# very small appetite!!! :(



## GUSTAVO (Aug 31, 2008)

hello everybody I'm new here..
I have a 2 month old chacoan extreme giat.. 
he is really nice and very tame. I try to give him turkey, eggs ,pinkies, crikets, frut mix. all diferrent stuff but he is not interested in anything some times he doesnt eat for 2 days and when he eats he eats a little bit.. all he does all day is jump trying to escape and his nose is kind it sore.. !!!I need desperate help!!!! I really like him a lot and i dont want to lose him :cry: :cry: :cry: .. any suggestions I would apreciate it.. thanks!


----------



## KoreanDeathKid (Aug 31, 2008)

hello and Welcome, GUSTAVO, sounds like you have a similar problem as i do
but i'm not worried at all, tegus that hibernate or burmates, usually start refusing food around this time of the year, they slow down on eating, my tegu is already made himself at home with a very fine secure burrow in his hide, and i rarely see him, and obvious sign for his future burmation
and not being tame, not not letting you hold him is simply because your tegu is just too young, and you are very big, which scares the little tegu, i hear somebody tamed their tegu by putting an old shirt in the tegu's enclosure, just to get the tegu used to the owner's scent
i hope that helps


----------



## Gx3 (Aug 31, 2008)

What is his cage set up?? What substrate are you using?


----------



## jor71 (Aug 31, 2008)

I like to add we need to know the temps and the humidity within the cage. Size and type of enclosure. The more information you provide the better for you to get an answer.


----------



## GUSTAVO (Aug 31, 2008)

Gx3 said:


> What is his cage set up?? What substrate are you using?

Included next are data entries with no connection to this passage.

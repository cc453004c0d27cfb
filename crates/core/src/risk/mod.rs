//! Risk propagation layer
//!
//! Turns the hazard field of a [`GridEnvironment`](crate::grid::GridEnvironment) into a dense
//! risk-cost surface that the prioritizer and the path planner read.

pub mod propagator;
pub mod surface;

pub use propagator::RiskPropagator;
pub use surface::RiskSurface;

use serde::{Deserialize, Serialize};

/// Coarse classification of a risk cost, used in decision records
#[derive(Debug, Clone, Copy, PartialEq, Eq, Hash, PartialOrd, Ord, Serialize, Deserialize)]
#[serde(rename_all = "snake_case")]
pub enum RiskLevel {
    Low,
    Medium,
    High,
    Critical,
}

impl RiskLevel {
    /// Classify a cost against ascending `[medium, high, critical]` thresholds
    pub fn classify(cost: f64, thresholds: [f64; 3]) -> Self {
        let [medium, high, critical] = thresholds;
        if cost >= critical {
            RiskLevel::Critical
        } else if cost >= high {
            RiskLevel::High
        } else if cost >= medium {
            RiskLevel::Medium
        } else {
            RiskLevel::Low
        }
    }
}

#[cfg(test)]
mod tests {
    use super::*;

    #[test]
    fn test_risk_level_thresholds() {
        let thresholds = [0.2, 0.5, 0.8];
        assert_eq!(RiskLevel::classify(0.0, thresholds), RiskLevel::Low);
        assert_eq!(RiskLevel::classify(0.19, thresholds), RiskLevel::Low);
        assert_eq!(RiskLevel::classify(0.2, thresholds), RiskLevel::Medium);
        assert_eq!(RiskLevel::classify(0.64, thresholds), RiskLevel::High);
        assert_eq!(RiskLevel::classify(1.5, thresholds), RiskLevel::Critical);
        assert!(RiskLevel::Critical > RiskLevel::Low);
    }
}
//! Error taxonomy shared by every planning component
//!
//! Algorithmic components (grid, propagator, prioritizer, planner) return these as typed
//! failures. Only the coordinator degrades gracefully by marking victims pending or agents
//! disabled instead of aborting an allocation round.

use crate::agent::AgentId;
use crate::grid::Coord;
use thiserror::Error;

/// Failures produced by the planning engine
#[derive(Debug, Clone, PartialEq, Error)]
pub enum PlanningError {
    /// Malformed weights or configuration. Fatal to the call, never retried.
    #[error("invalid configuration: {0}")]
    InvalidConfiguration(String),

    /// Operation on an uninitialized or corrupt grid. Fatal.
    #[error("invalid grid state: {0}")]
    InvalidGridState(String),

    /// No route exists under the current constraints.
    ///
    /// The caller may relax the risk ceiling or mark the task unreachable.
    #[error("no path found from {from} to {to}")]
    NoPathFound {
        /// Search origin
        from: Coord,
        /// Search target
        to: Coord,
    },

    /// Search was cancelled or exceeded its deadline
    #[error("planning timed out after expanding {expanded} states")]
    PlanningTimeout {
        /// States expanded before the cancellation was observed
        expanded: usize,
    },

    /// Conflict resolution exceeded its retry bound for one agent
    #[error("allocation deadlock for agent {agent} after {attempts} resolution attempts")]
    AllocationDeadlock {
        /// Agent whose route could not be made conflict-free
        agent: AgentId,
        /// Holds plus re-routes tried before giving up
        attempts: u32,
    },
}

impl PlanningError {
    /// Shorthand for [`PlanningError::InvalidConfiguration`]
    pub(crate) fn config(message: impl Into<String>) -> Self {
        Self::InvalidConfiguration(message.into())
    }

    /// Shorthand for [`PlanningError::InvalidGridState`]
    pub(crate) fn grid(message: impl Into<String>) -> Self {
        Self::InvalidGridState(message.into())
    }

    /// Whether a caller can reasonably retry (relaxed constraints, smaller scope, next round)
    pub fn is_recoverable(&self) -> bool {
        matches!(
            self,
            Self::NoPathFound { .. } | Self::PlanningTimeout { .. } | Self::AllocationDeadlock { .. }
        )
    }
}

/// Result alias used throughout the crate
pub type Result<T> = std::result::Result<T, PlanningError>;
//! Hazard-to-risk normalization, hazard evolution and probabilistic spread
//!
//! # Cost model
//!
//! ```text
//! base(c)  = intensity(c)^k × weight(type(c))
//! cost(c)  = max(base(c), influence × max base(n) for passable 4-neighbours n)
//! ```
//!
//! The cost is monotonically non-decreasing in intensity for a fixed hazard type.
//!
//! # Spread
//!
//! Every hazardous cell whose originating event has a non-zero spread probability samples
//! each passable 4-neighbour once per tick with
//!
//! ```text
//! p = spread × (1 − min(1, decay × chebyshev(candidate, origin)))
//! ```
//!
//! and on success raises it to `parent intensity × event decay rate`. Raising never lowers an
//! existing hazard (idempotent max).

use crate::config::RiskConfig;
use crate::error::Result;
use crate::grid::{orthogonal_neighbours, Coord, GridCell, HazardEvent, HazardEventId, HazardType};
use crate::risk::{RiskLevel, RiskSurface};
use rand::Rng;
use tracing::trace;

/// Derives risk costs from hazard intensities and evolves hazards over time
#[derive(Debug, Clone)]
pub struct RiskPropagator {
    config: RiskConfig,
}

impl RiskPropagator {
    /// Create a propagator, validating the risk configuration
    pub fn new(config: RiskConfig) -> Result<Self> {
        config.validate()?;
        Ok(RiskPropagator { config })
    }

    pub fn config(&self) -> &RiskConfig {
        &self.config
    }

    /// Normalized risk cost of a hazard at a given intensity
    pub fn base_cost(&self, hazard: HazardType, intensity: f64) -> f64 {
        if !hazard.is_hazard() {
            return 0.0;
        }
        intensity.clamp(0.0, 1.0).powf(self.config.curve_exponent)
            * self.config.hazard_weights.for_type(hazard)
    }

    pub fn risk_level(&self, cost: f64) -> RiskLevel {
        RiskLevel::classify(cost, self.config.level_thresholds)
    }

    /// Cell cannot be entered (wall or collapsed structure)
    pub fn is_blocked(&self, cell: &GridCell) -> bool {
        cell.is_blocked(self.config.collapsed_intensity)
    }

    /// Raise a cell to a hazard unless it already carries an equal or stronger one
    ///
    /// Returns true when the cell changed.
    pub(crate) fn raise(
        &self,
        cell: &mut GridCell,
        hazard: HazardType,
        intensity: f64,
        source: HazardEventId,
    ) -> bool {
        if intensity <= 0.0 || !hazard.is_hazard() {
            return false;
        }
        let derived = self.base_cost(hazard, intensity);
        let existing = self.base_cost(cell.hazard_type, cell.intensity);
        if intensity < cell.intensity || derived < existing {
            return false;
        }
        if hazard == cell.hazard_type && intensity == cell.intensity {
            return false;
        }
        cell.hazard_type = hazard;
        cell.intensity = intensity.min(1.0);
        cell.source_event = Some(source);
        true
    }

    /// Exponential burn-out of fires and recession of floods; collapse persists
    ///
    /// Returns the number of cells whose hazard was extinguished.
    pub(crate) fn decay(&self, cells: &mut [GridCell], dt: f64) -> usize {
        let mut extinguished = 0;
        for cell in cells.iter_mut().filter(|c| c.is_hazardous()) {
            let rate = match cell.hazard_type {
                HazardType::Fire => self.config.fire_burnout_rate,
                HazardType::Flood => self.config.flood_recession_rate,
                HazardType::Collapse | HazardType::None => 0.0,
            };
            if rate == 0.0 {
                continue;
            }
            cell.intensity *= (-rate * dt).exp();
            if cell.intensity < self.config.extinguish_below {
                cell.clear_hazard();
                extinguished += 1;
            }
        }
        extinguished
    }

    /// One round of probabilistic spread
    ///
    /// Sources are read from the pre-spread state so a freshly raised cell does not spread in
    /// the same tick. A random number is drawn for every candidate in cell-id order whether or
    /// not its probability is zero, keeping the RNG stream independent of outcomes.
    ///
    /// Returns the number of cells raised.
    pub(crate) fn spread<R: Rng>(
        &self,
        cells: &mut [GridCell],
        width: usize,
        height: usize,
        events: &[HazardEvent],
        rng: &mut R,
    ) -> usize {
        let sources: Vec<(usize, f64, HazardEventId)> = cells
            .iter()
            .enumerate()
            .filter(|(_, cell)| cell.is_hazardous())
            .filter_map(|(id, cell)| cell.source_event.map(|event| (id, cell.intensity, event)))
            .collect();
        let blocked_before: Vec<bool> = cells.iter().map(|c| self.is_blocked(c)).collect();

        let mut raised = 0;
        for (id, parent_intensity, event_id) in sources {
            let Some(event) = events.get(event_id.0 as usize) else {
                continue;
            };
            if event.spread_probability() <= 0.0 {
                continue;
            }
            let coord = Coord::new(id / width, id % width);
            for neighbour in orthogonal_neighbours(coord, width, height) {
                let nid = neighbour.row * width + neighbour.col;
                if blocked_before[nid] {
                    continue;
                }
                let roll: f64 = rng.random();
                let distance = neighbour.chebyshev(&event.origin()) as f64;
                let p = event.spread_probability()
                    * (1.0 - (self.config.distance_decay * distance).min(1.0));
                if roll < p
                    && self.raise(
                        &mut cells[nid],
                        event.hazard_type(),
                        parent_intensity * event.decay_rate(),
                        event_id,
                    )
                {
                    trace!("{:?} spread from {} to {}", event.hazard_type(), coord, neighbour);
                    raised += 1;
                }
            }
        }
        raised
    }

    /// Recompute every cell's risk cost from the current hazard field
    pub(crate) fn refresh_costs(&self, cells: &mut [GridCell], width: usize, height: usize) {
        let base: Vec<f64> = cells
            .iter()
            .map(|c| self.base_cost(c.hazard_type, c.intensity))
            .collect();
        let passable: Vec<bool> = cells.iter().map(|c| c.terrain.is_passable()).collect();
        let influence = self.config.neighbour_influence;

        for (id, cell) in cells.iter_mut().enumerate() {
            let coord = Coord::new(id / width, id % width);
            let strongest_neighbour = orthogonal_neighbours(coord, width, height)
                .map(|n| n.row * width + n.col)
                .filter(|&nid| passable[nid])
                .map(|nid| base[nid])
                .fold(0.0_f64, f64::max);
            cell.risk_cost = base[id].max(influence * strongest_neighbour);
        }
    }

    /// Freeze the current cell state into a shareable surface
    pub fn surface(
        &self,
        cells: &[GridCell],
        width: usize,
        height: usize,
        revision: u64,
    ) -> RiskSurface {
        let costs: Vec<f64> = cells.iter().map(GridCell::risk_cost).collect();
        let blocked: Vec<bool> = cells.iter().map(|c| self.is_blocked(c)).collect();
        let min_cost = costs
            .iter()
            .zip(&blocked)
            .filter(|(_, &b)| !b)
            .map(|(&c, _)| c)
            .fold(f64::INFINITY, f64::min);
        let max_cost = costs.iter().copied().fold(0.0_f64, f64::max);

        RiskSurface {
            width,
            height,
            revision,
            costs: costs.into(),
            blocked: blocked.into(),
            terrain: cells.iter().map(GridCell::terrain).collect(),
            hazards: cells.iter().map(GridCell::hazard_type).collect(),
            min_cost: if min_cost.is_finite() { min_cost } else { 0.0 },
            max_cost,
        }
    }
}

#[cfg(test)]
mod tests {
    use super::*;
    use crate::grid::Terrain;
    use rand::rngs::StdRng;
    use rand::SeedableRng;

    fn blank(width: usize, height: usize) -> Vec<GridCell> {
        (0..width * height)
            .map(|id| GridCell::new(Coord::new(id / width, id % width), Terrain::Open))
            .collect()
    }

    fn propagator() -> RiskPropagator {
        RiskPropagator::new(RiskConfig::default()).unwrap()
    }

    #[test]
    fn test_base_cost_curve() {
        let p = propagator();
        assert!((p.base_cost(HazardType::Fire, 0.8) - 0.64).abs() < 1e-12);
        assert!((p.base_cost(HazardType::Collapse, 0.5) - 0.375).abs() < 1e-12);
        assert!((p.base_cost(HazardType::Flood, 1.0) - 0.7).abs() < 1e-12);
        assert_eq!(p.base_cost(HazardType::None, 1.0), 0.0);
    }

    #[test]
    fn test_base_cost_monotonic_in_intensity() {
        let p = propagator();
        for hazard in HazardType::ACTIVE {
            let mut previous = 0.0;
            for step in 0..=100 {
                let cost = p.base_cost(hazard, f64::from(step) / 100.0);
                assert!(cost >= previous);
                assert!(cost >= 0.0);
                previous = cost;
            }
        }
    }

    #[test]
    fn test_neighbour_influence() {
        let p = propagator();
        let mut cells = blank(3, 3);
        cells[4].hazard_type = HazardType::Fire;
        cells[4].intensity = 1.0;
        p.refresh_costs(&mut cells, 3, 3);

        assert!((cells[4].risk_cost - 1.0).abs() < 1e-12);
        for id in [1, 3, 5, 7] {
            assert!((cells[id].risk_cost - 0.1).abs() < 1e-12);
        }
        for id in [0, 2, 6, 8] {
            assert_eq!(cells[id].risk_cost, 0.0);
        }
    }

    #[test]
    fn test_raise_is_idempotent_max() {
        let p = propagator();
        let mut cell = GridCell::new(Coord::new(0, 0), Terrain::Open);
        assert!(p.raise(&mut cell, HazardType::Collapse, 0.6, HazardEventId(0)));
        assert!(!p.raise(&mut cell, HazardType::Collapse, 0.4, HazardEventId(1)));
        assert_eq!(cell.intensity, 0.6);
        assert_eq!(cell.source_event, Some(HazardEventId(0)));

        // Same intensity but a lower-weighted type would reduce the cost
        assert!(!p.raise(&mut cell, HazardType::Fire, 0.6, HazardEventId(2)));
        assert!(p.raise(&mut cell, HazardType::Collapse, 0.9, HazardEventId(3)));
        assert_eq!(cell.intensity, 0.9);
    }

    #[test]
    fn test_decay_extinguishes_fire_but_not_collapse() {
        let p = propagator();
        let mut cells = blank(2, 1);
        cells[0].hazard_type = HazardType::Fire;
        cells[0].intensity = 0.5;
        cells[1].hazard_type = HazardType::Collapse;
        cells[1].intensity = 0.5;

        let extinguished = p.decay(&mut cells, 10_000.0);
        assert_eq!(extinguished, 1);
        assert_eq!(cells[0].hazard_type, HazardType::None);
        assert_eq!(cells[1].intensity, 0.5);
    }

    #[test]
    fn test_spread_respects_zero_probability() {
        let p = propagator();
        let mut cells = blank(3, 3);
        let event = HazardEvent::stationary(Coord::new(1, 1), HazardType::Fire, 1.0).unwrap();
        p.raise(&mut cells[4], HazardType::Fire, 1.0, HazardEventId(0));
        let mut rng = StdRng::seed_from_u64(7);
        assert_eq!(p.spread(&mut cells, 3, 3, &[event], &mut rng), 0);
    }

    #[test]
    fn test_certain_spread_reaches_all_passable_neighbours() {
        let config = RiskConfig {
            distance_decay: 0.0,
            ..RiskConfig::default()
        };
        let p = RiskPropagator::new(config).unwrap();
        let mut cells = blank(3, 3);
        cells[1].terrain = Terrain::Wall;
        let event =
            HazardEvent::new(Coord::new(1, 1), HazardType::Collapse, 0.6, 1.0, 0.5).unwrap();
        p.raise(&mut cells[4], HazardType::Collapse, 0.6, HazardEventId(0));

        let mut rng = StdRng::seed_from_u64(1);
        let raised = p.spread(&mut cells, 3, 3, &[event], &mut rng);
        assert_eq!(raised, 3);
        assert_eq!(cells[1].intensity, 0.0);
        for id in [3, 5, 7] {
            assert!((cells[id].intensity - 0.3).abs() < 1e-12);
        }
        assert!(!p.is_blocked(&cells[3]));
        assert!(p.is_blocked(&cells[1]));
    }

    #[test]
    fn test_surface_masks_blocked_cells() {
        let p = propagator();
        let mut cells = blank(2, 2);
        cells[0].terrain = Terrain::Wall;
        cells[3].hazard_type = HazardType::Collapse;
        cells[3].intensity = 0.8;
        p.refresh_costs(&mut cells, 2, 2);
        let surface = p.surface(&cells, 2, 2, 5);

        assert_eq!(surface.revision(), 5);
        assert!(surface.is_blocked(Coord::new(0, 0)));
        assert!(surface.is_blocked(Coord::new(1, 1)));
        assert!(!surface.is_blocked(Coord::new(0, 1)));
        assert_eq!(surface.hazard(Coord::new(1, 1)), HazardType::Collapse);
        assert!((surface.max_cost() - 0.96).abs() < 1e-12);
        assert!((surface.min_cost() - 0.096).abs() < 1e-12);
    }
}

thank you guys for replying to this post
I'm trying to add some pichures so i can show you but I dont know how to download it in to the post I dont see the option...
the substrate i'm using is ..Douglas Fir Bark i have the uv light and heat lamp


----------



## Gx3 (Aug 31, 2008)

You have to host the image (like on photobucket.com) and them just put it into the image code


----------



## GUSTAVO (Aug 31, 2008)

[/img]



[/img]






[/img]


----------



## GUSTAVO (Aug 31, 2008)

Gx3 said:


> You have to host the image (like on photobucket.com) and them just put it into the image code



HEY i GOT IT!!! :-D


----------



## GUSTAVO (Aug 31, 2008)

jor71 said:


> I like to add we need to know the temps and the humidity within the cage. Size and type of enclosure. The more information you provide the better for you to get an answer.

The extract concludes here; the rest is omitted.